Some tips for visiting the Prague’s Jewish Quarter are:

  • Plan your visit in advance and check the opening hours and days of each site.
  • Book your tickets online to avoid queues and save money.
  • Respect the rules and customs of each site, such as covering your head in synagogues and not taking photos in the cemetery.
  • Hire a guide or join a tour to learn more about the history and significance of each site.
  • Explore the surrounding area and discover other attractions such as the Rudolfinum, the Charles Bridge, and the Old Town Hall.

The Jewish Quarter is a fascinating place to visit in Prague, where you can learn about the past and present of a remarkable community that has contributed to the city’s culture and identity. It is also a place of memory and respect for those who suffered and died under oppression and violence. The Jewish Quarter is a must-see for anyone interested in Jewish history and culture.

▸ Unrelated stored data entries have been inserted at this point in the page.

//! Rendering the final accumulator table as a semicolon-delimited report.

use std::path::Path;

use sensor_core::error::{Result, SensorError};
use sensor_core::formatting::format_fixed;
use sensor_core::models::{Accumulator, Channel};
use sensor_core::period::YearMonth;

/// First line of every report.
pub const REPORT_HEADER: &str = "device;ano-mes;sensor;valor_maximo;valor_medio;valor_minimo";

/// Field separator of the report format.
pub const REPORT_SEPARATOR: char = ';';

/// Digits after the decimal point for every numeric column.
pub const REPORT_DECIMALS: usize = 2;

// ── ReportRow ─────────────────────────────────────────────────────────────────

/// One `(device, month, channel)` line of the report.
#[derive(Debug, Clone, PartialEq)]
pub struct ReportRow {
    pub device: String,
    pub period: YearMonth,
    pub channel: Channel,
    pub max: f64,
    pub mean: f64,
    pub min: f64,
}

impl ReportRow {
    /// Render as `device;YYYY-MM;channel;max;mean;min`.
    pub fn to_line(&self) -> String {
        let sep = REPORT_SEPARATOR;
        format!(
            "{}{sep}{}{sep}{}{sep}{}{sep}{}{sep}{}",
            self.device,
            self.period,
            self.channel,
            format_fixed(self.max, REPORT_DECIMALS),
            format_fixed(self.mean, REPORT_DECIMALS),
            format_fixed(self.min, REPORT_DECIMALS),
        )
    }
}

// ── Public API ────────────────────────────────────────────────────────────────

/// One row per accumulator and channel with at least one observation.
///
/// Rows follow accumulator order, then channel declaration order.
pub fn build_rows(accumulators: &[Accumulator]) -> Vec<ReportRow> {
    accumulators
        .iter()
        .flat_map(|acc| {
            Channel::ALL.into_iter().filter_map(move |channel| {
                let stats = acc.channel(channel);
                let mean = stats.mean()?;
                Some(ReportRow {
                    device: acc.key.device.clone(),
                    period: acc.key.period,
                    channel,
                    max: stats.max,
                    mean,
                    min: stats.min,
                })
            })
        })
        .collect()
}

/// Header plus one line per row, each terminated by `\n`.
pub fn render(rows: &[ReportRow]) -> String {
    let mut out = String::with_capacity(REPORT_HEADER.len() + 1 + rows.len() * 64);
    out.push_str(REPORT_HEADER);
    out.push('\n');
    for row in rows {
        out.push_str(&row.to_line());
        out.push('\n');
    }
    out
}

/// Write the rendered report to `path`.
///
/// The content goes to a sibling temp file first and is renamed into place,
/// so `path` is never left half-written.
pub fn write_report(path: &Path, rows: &[ReportRow]) -> Result<()> {
    write_atomically(path, render(rows).as_bytes())
}

/// Write `contents` to `path` via a temp file and rename.
pub(crate) fn write_atomically(path: &Path, contents: &[u8]) -> Result<()> {
    let to_write_error = |source: std::io::Error| SensorError::FileWrite {
        path: path.to_path_buf(),
        source,
    };

    if let Some(parent) = path.parent().filter(|p| !p.as_os_str().is_empty()) {
        std::fs::create_dir_all(parent).map_err(to_write_error)?;
    }

    let mut tmp = path.as_os_str().to_owned();
    tmp.push(".tmp");
    let tmp = std::path::PathBuf::from(tmp);

    std::fs::write(&tmp, contents).map_err(to_write_error)?;
    if let Err(source) = std::fs::rename(&tmp, path) {
        let _ = std::fs::remove_file(&tmp);
        return Err(to_write_error(source));
    }
    Ok(())
}

// ── Tests ─────────────────────────────────────────────────────────────────────

#[cfg(test)]
mod tests {
    use super::*;
    use chrono::NaiveDate;
    use sensor_core::models::{AccumulatorKey, Reading, NUM_CHANNELS};
    use tempfile::TempDir;

    fn reading(device: &str, y: i32, m: u32, d: u32, values: [f64; NUM_CHANNELS]) -> Reading {
        Reading {
            device: device.to_string(),
            date: NaiveDate::from_ymd_opt(y, m, d).unwrap(),
            values,
        }
    }

    fn scenario_accumulator() -> Accumulator {
        let mut acc = Accumulator::new(AccumulatorKey::new("A", 2024, 3));
        acc.fold(&reading("A", 2024, 3, 5, [10.0, 50.0, 200.0, 40.0, 400.0, 5.0]));
        acc.fold(&reading("A", 2024, 3, 20, [20.0, 60.0, 100.0, 45.0, 500.0, 15.0]));
        acc
    }

    // ── build_rows ────────────────────────────────────────────────────────────

    #[test]
    fn test_build_rows_one_per_channel() {
        let rows = build_rows(&[scenario_accumulator()]);
        assert_eq!(rows.len(), NUM_CHANNELS);

        let channels: Vec<Channel> = rows.iter().map(|r| r.channel).collect();
        assert_eq!(channels, Channel::ALL.to_vec());

        assert_eq!(rows[0].device, "A");
        assert_eq!(rows[0].period, YearMonth::new(2024, 3));
        assert_eq!(rows[0].max, 20.0);
        assert_eq!(rows[0].mean, 15.0);
        assert_eq!(rows[0].min, 10.0);
    }

    #[test]
    fn test_build_rows_skips_empty_channels() {
        let empty = Accumulator::new(AccumulatorKey::new("idle", 2024, 7));
        let rows = build_rows(&[empty, scenario_accumulator()]);
        assert_eq!(rows.len(), NUM_CHANNELS);
        assert!(rows.iter().all(|r| r.device == "A"));
    }

    #[test]
    fn test_build_rows_follows_accumulator_order() {
        let mut later = Accumulator::new(AccumulatorKey::new("B", 2025, 1));
        later.fold(&reading("B", 2025, 1, 1, [1.0; NUM_CHANNELS]));

        let rows = build_rows(&[later, scenario_accumulator()]);
        assert_eq!(rows[0].device, "B");
        assert_eq!(rows[NUM_CHANNELS].device, "A");
    }

    #[test]
    fn test_build_rows_empty_table() {
        assert!(build_rows(&[]).is_empty());
    }

    // ── render ────────────────────────────────────────────────────────────────

    #[test]
    fn test_row_to_line_format() {
        let row = ReportRow {
            device: "sirrosteste_UCS_AMV-01".to_string(),
            period: YearMonth::new(2024, 4),
            channel: Channel::Eco2,
            max: 1023.456,
            mean: 411.0,
            min: 400.004,
        };
        assert_eq!(
            row.to_line(),
            "sirrosteste_UCS_AMV-01;2024-04;eco2;1023.46;411.00;400.00"
        );
    }

    #[test]
    fn test_render_scenario() {
        let text = render(&build_rows(&[scenario_accumulator()]));
        let lines: Vec<&str> = text.lines().collect();

        assert_eq!(lines[0], REPORT_HEADER);
        assert_eq!(lines[1], "A;2024-03;temperatura;20.00;15.00;10.00");
        assert_eq!(lines[2], "A;2024-03;umidade;60.00;55.00;50.00");
        assert_eq!(lines[3], "A;2024-03;luminosidade;200.00;150.00;100.00");
        assert_eq!(lines[6], "A;2024-03;etvoc;15.00;10.00;5.00");
        assert_eq!(lines.len(), 1 + NUM_CHANNELS);
        assert!(text.ends_with('\n'));
    }

    #[test]
    fn test_render_no_rows_is_header_only() {
        assert_eq!(render(&[]), format!("{}\n", REPORT_HEADER));
    }

    // ── write_report ──────────────────────────────────────────────────────────

    #[test]
    fn test_write_report_creates_file() {
        let dir = TempDir::new().unwrap();
        let path = dir.path().join("sensor_stats.csv");
        let rows = build_rows(&[scenario_accumulator()]);

        write_report(&path, &rows).unwrap();

        let written = std::fs::read_to_string(&path).unwrap();
        assert_eq!(written, render(&rows));
        assert!(!dir.path().join("sensor_stats.csv.tmp").exists());
    }

    #[test]
    fn test_write_report_creates_parent_dirs() {
        let dir = TempDir::new().unwrap();
        let path = dir.path().join("out").join("nested").join("stats.csv");

        write_report(&path, &[]).unwrap();
        assert!(path.is_file());
    }

    #[test]
    fn test_write_report_overwrites_existing() {
        let dir = TempDir::new().unwrap();
        let path = dir.path().join("sensor_stats.csv");
        std::fs::write(&path, "stale").unwrap();

        write_report(&path, &[]).unwrap();
        assert_eq!(
            std::fs::read_to_string(&path).unwrap(),
            format!("{}\n", REPORT_HEADER)
        );
    }

    #[test]
    fn test_write_report_error_carries_path() {
        let dir = TempDir::new().unwrap();
        // A directory where the file should go makes the rename fail.
        let path = dir.path().join("taken");
        std::fs::create_dir_all(path.join("child")).unwrap();

        let err = write_report(&path, &[]).unwrap_err();
        assert!(matches!(err, SensorError::FileWrite { .. }));
        assert!(err.to_string().contains("taken"));
    }
}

Prohibitions for visiting the Prague’s Jewish Quarter are:

  • Do not enter any site without a valid ticket.
  • Do not touch or damage any exhibit or monument.
  • Do not disturb or offend other visitors or staff.
  • Do not litter or smoke in any site.

The Prague’s Jewish Quarter offers a lot to see and do for visitors of all ages and backgrounds. Some of the highlights are:

  • The Old New Synagogue, which is one of the oldest and most beautiful synagogues in Europe.
  • The Old Jewish Cemetery, which is a haunting and unique sight with thousands of gravestones piled on top of each other.
  • The Pinkas Synagogue, which serves as a memorial for the victims of the Holocaust with their names inscribed on its walls.
  • The Spanish Synagogue, which is a stunning example of Moorish-style architecture with ornate decorations and exhibits.
  • The Maisel Synagogue, which showcases the history and achievements of the Jews in Bohemia and Moravia.